Narrow the data below down to the lines containing "LogFormat".

(Dataset entries)
____
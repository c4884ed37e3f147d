//! Configuration validation.
//!
//! # Responsibilities
//! - Semantic validation (serde handles syntactic)
//! - Validate value ranges (timeouts > 0, pool size > 0)
//! - Check that the selected store has what it needs
//!
//! # Design Decisions
//! - Returns all validation errors, not just first
//! - Validation is pure function: AppConfig → Result<(), Vec<ValidationError>>
//! - Runs before config is accepted into the system

use std::net::SocketAddr;
use thiserror::Error;

use crate::config::schema::{AppConfig, StoreBackend};

#[derive(Debug, Clone, Error, PartialEq, Eq)]
pub enum ValidationError {
    #[error("listener.bind_address '{0}' is not a socket address")]
    BindAddress(String),

    #[error("{0} must be greater than zero")]
    Zero(&'static str),

    #[error("store.content_dir must be set for the files store")]
    MissingContentDir,

    #[error("scrapers.base_delay_ms must not exceed scrapers.max_delay_ms")]
    BackoffRange,
}

pub fn validate_config(config: &AppConfig) -> Result<(), Vec<ValidationError>> {
    let mut errors = Vec::new();

    if config.listener.bind_address.parse::<SocketAddr>().is_err() {
        errors.push(ValidationError::BindAddress(
            config.listener.bind_address.clone(),
        ));
    }

    if config.timeouts.request_secs == 0 {
        errors.push(ValidationError::Zero("timeouts.request_secs"));
    }
    if config.security.max_body_size == 0 {
        errors.push(ValidationError::Zero("security.max_body_size"));
    }

    match config.store.backend {
        StoreBackend::Postgres if config.database.max_connections == 0 => {
            errors.push(ValidationError::Zero("database.max_connections"));
        }
        StoreBackend::Files if config.store.content_dir.as_os_str().is_empty() => {
            errors.push(ValidationError::MissingContentDir);
        }
        _ => {}
    }

    let scrapers = &config.scrapers;
    if scrapers.max_attempts == 0 {
        errors.push(ValidationError::Zero("scrapers.max_attempts"));
    }
    if scrapers.request_timeout_secs == 0 {
        errors.push(ValidationError::Zero("scrapers.request_timeout_secs"));
    }
    if scrapers.base_delay_ms > scrapers.max_delay_ms {
        errors.push(ValidationError::BackoffRange);
    }

    if errors.is_empty() {
        Ok(())
    } else {
        Err(errors)
    }
}
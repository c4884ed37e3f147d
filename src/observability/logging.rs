//! Structured logging.
//!
//! `RUST_LOG` wins over `observability.log_level`. JSON output is meant for
//! production log shipping, pretty output for a terminal.

use tracing_subscriber::{layer::SubscriberExt, util::SubscriberInitExt, EnvFilter};

use crate::config::{LogFormat, ObservabilityConfig};

/// Install the global subscriber. Calling it twice is a no-op.
pub fn init(config: &ObservabilityConfig) {
    let filter = EnvFilter::try_from_default_env()
        .unwrap_or_else(|_| default_filter(&config.log_level).into());

    let registry = tracing_subscriber::registry().with(filter);
    let result = match config.log_format {
        LogFormat::Json => registry
            .with(tracing_subscriber::fmt::layer().json().with_current_span(false))
            .try_init(),
        LogFormat::Pretty => registry.with(tracing_subscriber::fmt::layer()).try_init(),
    };

    if result.is_err() {
        tracing::debug!("Tracing subscriber already installed");
    }
}

fn default_filter(level: &str) -> String {
    format!("portfolio_api={level},tower_http={level},sqlx=warn")
}
use serde::{Deserialize, Serialize};
use sqlx::FromRow;

/// One i18n UI string, unique per `(language, key)`.
#[derive(Debug, Clone, PartialEq, Eq, FromRow, Serialize, Deserialize)]
pub struct ContentEntry {
    #[serde(default, skip_serializing_if = "Option::is_none")]
    pub id: Option<i32>,
    pub language: String,
    pub key: String,
    pub value: String,
}
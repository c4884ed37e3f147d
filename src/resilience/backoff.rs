//! Delays between scraper retries.

use rand::Rng;
use std::time::Duration;

/// Wait before re-sending after failed attempt `attempt` (1-based):
/// `base_ms * 2^(attempt - 1)`, capped at `max_ms`, plus up to 10% jitter.
pub fn calculate_backoff(attempt: u32, base_ms: u64, max_ms: u64) -> Duration {
    let Some(exponent) = attempt.checked_sub(1) else {
        return Duration::ZERO;
    };

    let delay = 1u64
        .checked_shl(exponent)
        .and_then(|factor| base_ms.checked_mul(factor))
        .map_or(max_ms, |d| d.min(max_ms));

    let jitter = match delay / 10 {
        0 => 0,
        spread => rand::thread_rng().gen_range(0..=spread),
    };
    Duration::from_millis(delay.saturating_add(jitter))
}

#[cfg(test)]
mod tests {
    use super::*;

    fn millis(attempt: u32, base_ms: u64, max_ms: u64) -> u128 {
        calculate_backoff(attempt, base_ms, max_ms).as_millis()
    }

    #[test]
    fn test_delay_doubles_until_cap() {
        assert_eq!(millis(0, 500, 8000), 0);
        assert!((500..=550).contains(&millis(1, 500, 8000)));
        assert!((1000..=1100).contains(&millis(2, 500, 8000)));
        assert!((4000..=4400).contains(&millis(4, 500, 8000)));
        assert!((8000..=8800).contains(&millis(9, 500, 8000)));
    }

    #[test]
    fn test_small_delays_have_no_jitter() {
        assert_eq!(millis(1, 5, 100), 5);
    }

    #[test]
    fn test_huge_attempts_hit_the_cap() {
        assert!((5000..=5500).contains(&millis(200, u64::MAX / 2, 5000)));
        assert!((5000..=5500).contains(&millis(64, 1, 5000)));
    }
}
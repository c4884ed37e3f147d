//! Resilience for outbound calls to metadata providers.
//!
//! # Data Flow
//! ```text
//! scraper request
//!     → reqwest client (per-request timeout)
//!     → retries.rs (retryable status or transport error?)
//!     → backoff.rs (exponential delay with jitter) → next attempt
//! ```
//!
//! # Design Decisions
//! - Every outbound call has a deadline set on the client
//! - Only transient failures are retried; 4xx other than 429 is final
//! - `max_attempts = 1` disables retrying entirely

pub mod backoff;
pub mod retries;

pub use retries::{is_retryable_error, is_retryable_status, RetryPolicy};
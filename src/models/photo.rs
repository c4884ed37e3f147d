use chrono::NaiveDate;
use serde::{Deserialize, Serialize};
use sqlx::FromRow;

/// A photo, carrying the metadata of the gallery it belongs to.
#[derive(Debug, Clone, PartialEq, FromRow, Serialize, Deserialize)]
pub struct Photo {
    pub id: i32,
    pub language: String,
    pub gallery_name: String,
    #[serde(default)]
    pub gallery_category: Option<String>,
    #[serde(default)]
    pub gallery_description: Option<String>,
    #[serde(default)]
    #[sqlx(json)]
    pub gallery_tags: Vec<String>,
    pub filename: String,
    #[serde(default)]
    pub caption: Option<String>,
    #[serde(default)]
    pub location: Option<String>,
    #[serde(default)]
    pub latitude: Option<f64>,
    #[serde(default)]
    pub longitude: Option<f64>,
    #[serde(default)]
    pub taken_date: Option<NaiveDate>,
    #[serde(default)]
    pub display_order: i32,
}

/// One row per distinct gallery.
#[derive(Debug, Clone, PartialEq, FromRow, Serialize, Deserialize)]
pub struct GallerySummary {
    pub gallery_name: String,
    pub gallery_category: Option<String>,
    pub gallery_description: Option<String>,
    #[sqlx(json)]
    pub gallery_tags: Vec<String>,
}

impl From<&Photo> for GallerySummary {
    fn from(photo: &Photo) -> Self {
        Self {
            gallery_name: photo.gallery_name.clone(),
            gallery_category: photo.gallery_category.clone(),
            gallery_description: photo.gallery_description.clone(),
            gallery_tags: photo.gallery_tags.clone(),
        }
    }
}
____
**Exercise response:**
use crate::config::{LogFormat, ObservabilityConfig};
        LogFormat::Json => registry
        LogFormat::Pretty => registry.with(tracing_subscriber::fmt::layer()).try_init(),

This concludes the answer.